-------- Data to examine --------
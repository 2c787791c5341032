use serde::{Deserialize, Serialize};
use thiserror::Error;

/// Medication timing event published on the medicine timer queue
#[derive(Debug, Clone, PartialEq, Eq, Serialize)]
pub struct MedicationEvent {
    /// Opaque identifier of the patient the event belongs to
    pub id: String,
    /// Event timestamp exactly as the publisher sent it
    #[serde(rename = "datetime")]
    pub occurred_at: String,
    pub medicine: String,
}

/// Reasons a raw payload is not a usable medication event
#[derive(Debug, Clone, PartialEq, Eq, Error)]
pub enum DecodeError {
    #[error("malformed payload: {reason}")]
    Malformed { reason: String },

    #[error("missing required field `{field}`")]
    MissingField { field: &'static str },

    #[error("field `{field}` must not be empty")]
    EmptyField { field: &'static str },
}

/// Identifiers are opaque; numeric ids are carried as their decimal text.
#[derive(Deserialize)]
#[serde(untagged)]
enum WireId {
    Text(String),
    Signed(i64),
    Unsigned(u64),
}

impl From<WireId> for String {
    fn from(id: WireId) -> Self {
        match id {
            WireId::Text(text) => text,
            WireId::Signed(n) => n.to_string(),
            WireId::Unsigned(n) => n.to_string(),
        }
    }
}

/// Wire shape: every field optional so absence is reported per field.
#[derive(Deserialize)]
struct WireMedicationEvent {
    id: Option<WireId>,
    datetime: Option<String>,
    medicine: Option<String>,
}

/// Decode one raw queue payload into a [`MedicationEvent`].
pub fn decode(raw: &[u8]) -> Result<MedicationEvent, DecodeError> {
    let wire: WireMedicationEvent =
        serde_json::from_slice(raw).map_err(|e| DecodeError::Malformed {
            reason: e.to_string(),
        })?;

    let id: String = wire
        .id
        .ok_or(DecodeError::MissingField { field: "id" })?
        .into();
    let occurred_at = wire
        .datetime
        .ok_or(DecodeError::MissingField { field: "datetime" })?;
    let medicine = wire
        .medicine
        .ok_or(DecodeError::MissingField { field: "medicine" })?;

    if medicine.trim().is_empty() {
        return Err(DecodeError::EmptyField { field: "medicine" });
    }

    Ok(MedicationEvent {
        id,
        occurred_at,
        medicine,
    })
}

#[cfg(test)]
mod tests {
    use super::*;
    use pretty_assertions::assert_eq;
    use proptest::prelude::*;
    use serde_json::json;

    fn payload(value: serde_json::Value) -> Vec<u8> {
        serde_json::to_vec(&value).unwrap()
    }

    #[test]
    fn test_decode_medication_event() {
        let raw = payload(json!({
            "id": "p1",
            "datetime": "2024-01-01T08:00",
            "medicine": "paracetamol"
        }));

        let event = decode(&raw).unwrap();

        assert_eq!(
            event,
            MedicationEvent {
                id: "p1".to_string(),
                occurred_at: "2024-01-01T08:00".to_string(),
                medicine: "paracetamol".to_string(),
            }
        );
    }

    #[test]
    fn test_decode_keeps_delimiters_inside_values() {
        let raw = payload(json!({
            "id": "ward 3, bed 12: {left}",
            "datetime": "Mon, 01 Jan 2024 08:00:00",
            "medicine": "paracetamol: 500mg, oral"
        }));

        let event = decode(&raw).unwrap();

        assert_eq!(event.id, "ward 3, bed 12: {left}");
        assert_eq!(event.occurred_at, "Mon, 01 Jan 2024 08:00:00");
        assert_eq!(event.medicine, "paracetamol: 500mg, oral");
    }

    #[test]
    fn test_decode_numeric_id() {
        let raw = payload(json!({"id": 42, "datetime": "x", "medicine": "insulina"}));
        assert_eq!(decode(&raw).unwrap().id, "42");
    }

    #[test]
    fn test_decode_ignores_extra_fields() {
        let raw = payload(json!({
            "id": "p1",
            "datetime": "2024-01-01T08:00",
            "medicine": "ibuprofeno",
            "device": "xiaomi-band"
        }));
        assert_eq!(decode(&raw).unwrap().medicine, "ibuprofeno");
    }

    #[test]
    fn test_decode_missing_medicine() {
        let raw = payload(json!({"id": "p1", "datetime": "2024-01-01T08:00"}));
        assert_eq!(
            decode(&raw),
            Err(DecodeError::MissingField { field: "medicine" })
        );
    }

    #[test]
    fn test_decode_null_field_is_missing() {
        let raw = payload(json!({"id": null, "datetime": "x", "medicine": "insulina"}));
        assert_eq!(decode(&raw), Err(DecodeError::MissingField { field: "id" }));
    }

    #[test]
    fn test_decode_empty_medicine() {
        let raw = payload(json!({"id": "p1", "datetime": "x", "medicine": "   "}));
        assert_eq!(
            decode(&raw),
            Err(DecodeError::EmptyField { field: "medicine" })
        );
    }

    #[test]
    fn test_decode_rejects_legacy_delimited_text() {
        let raw = b"{'id': 'p1', 'datetime': '08:00', 'medicine': 'paracetamol'}";
        let err = decode(raw).unwrap_err();
        assert!(matches!(err, DecodeError::Malformed { .. }));
        assert!(err.to_string().starts_with("malformed payload"));
    }

    #[test]
    fn test_decode_rejects_non_object_and_invalid_utf8() {
        assert!(matches!(
            decode(b"[1, 2, 3]"),
            Err(DecodeError::Malformed { .. })
        ));
        assert!(matches!(
            decode(&[0xff, 0xfe, 0x00]),
            Err(DecodeError::Malformed { .. })
        ));
        assert!(matches!(decode(b""), Err(DecodeError::Malformed { .. })));
    }

    proptest! {
        #[test]
        fn decode_recovers_original_fields(
            id in ".*",
            occurred_at in ".*",
            medicine in "[a-zA-Z,:{}' ]*[a-zA-Z][a-zA-Z,:{}' ]*",
        ) {
            let event = MedicationEvent { id, occurred_at, medicine };
            let raw = serde_json::to_vec(&event).unwrap();

            let first = decode(&raw).unwrap();
            let second = decode(&raw).unwrap();

            prop_assert_eq!(&first, &event);
            prop_assert_eq!(first, second);
        }
    }
}
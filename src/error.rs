//! Error types for the medicine timer subscriber

use thiserror::Error;

#[derive(Error, Debug)]
pub enum SubscriberError {
    #[error("NATS connection error: {0}")]
    Connection(String),

    #[error("JetStream setup error: {0}")]
    StreamSetup(String),

    #[error("Acknowledgement error: {0}")]
    Acknowledgement(String),

    #[error("Configuration error: {0}")]
    Configuration(String),

    #[error("Schedule error: {0}")]
    Schedule(#[from] ScheduleError),

    #[error("IO error: {0}")]
    Io(#[from] std::io::Error),
}

impl SubscriberError {
    pub fn is_retryable(&self) -> bool {
        matches!(
            self,
            SubscriberError::Connection(_) | SubscriberError::StreamSetup(_)
        )
    }
}

/// Failures raised by a notification sink
#[derive(Error, Debug)]
pub enum NotificationError {
    #[error("Serialization error: {0}")]
    Serialization(#[from] serde_json::Error),

    #[error("Publish error: {0}")]
    Publish(String),
}

/// Invalid dosing schedule definitions
#[derive(Error, Debug)]
pub enum ScheduleError {
    #[error("Invalid dosing time '{0}', expected HH:MM")]
    InvalidTime(String),

    #[error("Medicine name must not be empty")]
    EmptyName,

    #[error("Medicine '{0}' has no dosing times")]
    NoDoseTimes(String),

    #[error("Medicine '{first}' and '{second}' normalise to the same name")]
    DuplicateMedicine { first: String, second: String },

    #[error("Match tolerance of {0} minutes must be below 720")]
    InvalidTolerance(u32),

    #[error("Schedule parse error: {0}")]
    Parse(#[from] serde_json::Error),
}
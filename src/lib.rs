//! Medicine timer subscriber
//!
//! Consumes medication events from a durable NATS JetStream work queue, checks
//! each one against a dosing schedule at the current wall-clock time and
//! raises a reminder when a dose is due. Every message is acknowledged or
//! rejected exactly once, one message at a time.

pub mod config;
pub mod consumer;
pub mod error;
pub mod event_schema;
pub mod notification;
pub mod processor;
pub mod retry;
pub mod schedule;

#[cfg(test)]
mod test_utilities;

pub use config::{NotificationSinkKind, SubscriberConfig};
pub use consumer::{
    connect, connect_until_shutdown, Delivery, DeliveryHandler, JetStreamBroker, MessageConsumer,
    QueueBroker, StreamExit,
};
pub use error::{NotificationError, ScheduleError, SubscriberError};
pub use event_schema::{decode, DecodeError, MedicationEvent};
pub use notification::{MonitorSink, NatsNotificationSink, NotificationSink};
pub use processor::{
    Clock, ConsumptionOutcome, Disposition, FixedClock, LocalClock, MedicationProcessor, Rejection,
};
pub use retry::{retry_with_backoff, RetryConfig};
pub use schedule::{DoseTime, DosingSchedule, MatchPolicy, ScheduleMatcher, ScheduledMedicine};
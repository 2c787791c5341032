//! Notification sinks for medication reminders
//!
//! A sink receives the reminder text, the event timestamp and the patient id
//! for every event that falls on a dosing time. Rendering and delivery are the
//! sink's concern; the consumer only cares whether the hand-off succeeded.

use async_nats::Client;
use async_trait::async_trait;
use chrono::{DateTime, Utc};
use serde::{Deserialize, Serialize};
use tracing::{debug, info};
use uuid::Uuid;

use crate::error::NotificationError;

#[async_trait]
pub trait NotificationSink: Send + Sync {
    async fn notify(
        &self,
        message: &str,
        event_timestamp: &str,
        patient_id: &str,
    ) -> Result<(), NotificationError>;
}

/// Reminder record published to downstream monitors
#[derive(Debug, Clone, PartialEq, Serialize, Deserialize)]
pub struct MedicationNotification {
    pub notification_id: Uuid,
    pub patient_id: String,
    pub message: String,
    pub event_timestamp: String,
    pub raised_at: DateTime<Utc>,
}

impl MedicationNotification {
    pub fn new(message: &str, event_timestamp: &str, patient_id: &str) -> Self {
        Self {
            notification_id: Uuid::new_v4(),
            patient_id: patient_id.to_string(),
            message: message.to_string(),
            event_timestamp: event_timestamp.to_string(),
            raised_at: Utc::now(),
        }
    }
}

/// Writes reminders to the service log, standing in for a console monitor
#[derive(Debug, Default, Clone)]
pub struct MonitorSink;

impl MonitorSink {
    pub fn new() -> Self {
        Self
    }
}

#[async_trait]
impl NotificationSink for MonitorSink {
    async fn notify(
        &self,
        message: &str,
        event_timestamp: &str,
        patient_id: &str,
    ) -> Result<(), NotificationError> {
        info!(
            target: "medicine_timer_subscriber::monitor",
            patient_id,
            event_timestamp,
            "🔔 {}",
            message
        );
        Ok(())
    }
}

/// Publishes reminders as JSON on a NATS subject
#[derive(Clone)]
pub struct NatsNotificationSink {
    client: Client,
    subject: String,
}

impl NatsNotificationSink {
    pub fn new(client: Client, subject: impl Into<String>) -> Self {
        Self {
            client,
            subject: subject.into(),
        }
    }
}

#[async_trait]
impl NotificationSink for NatsNotificationSink {
    async fn notify(
        &self,
        message: &str,
        event_timestamp: &str,
        patient_id: &str,
    ) -> Result<(), NotificationError> {
        let notification = MedicationNotification::new(message, event_timestamp, patient_id);
        let bytes = serde_json::to_vec(&notification)?;

        self.client
            .publish(self.subject.clone(), bytes.into())
            .await
            .map_err(|e| NotificationError::Publish(format!("Failed to publish reminder: {}", e)))?;
        self.client
            .flush()
            .await
            .map_err(|e| NotificationError::Publish(format!("Failed to flush reminder: {}", e)))?;

        debug!(
            notification_id = %notification.notification_id,
            subject = %self.subject,
            "Published medication reminder"
        );
        Ok(())
    }
}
--------
The lines from the start of the entries above through the line containing "their decimal text." are the ones to return, please; copy them exactly and include both ends.

*Response below*:
repository 2c787791c5341032
use serde::{Deserialize, Serialize};
use thiserror::Error;

/// Medication timing event published on the medicine timer queue
#[derive(Debug, Clone, PartialEq, Eq, Serialize)]
pub struct MedicationEvent {
    /// Opaque identifier of the patient the event belongs to
    pub id: String,
    /// Event timestamp exactly as the publisher sent it
    #[serde(rename = "datetime")]
    pub occurred_at: String,
    pub medicine: String,
}

/// Reasons a raw payload is not a usable medication event
#[derive(Debug, Clone, PartialEq, Eq, Error)]
pub enum DecodeError {
    #[error("malformed payload: {reason}")]
    Malformed { reason: String },

    #[error("missing required field `{field}`")]
    MissingField { field: &'static str },

    #[error("field `{field}` must not be empty")]
    EmptyField { field: &'static str },
}

/// Identifiers are opaque; numeric ids are carried as their decimal text.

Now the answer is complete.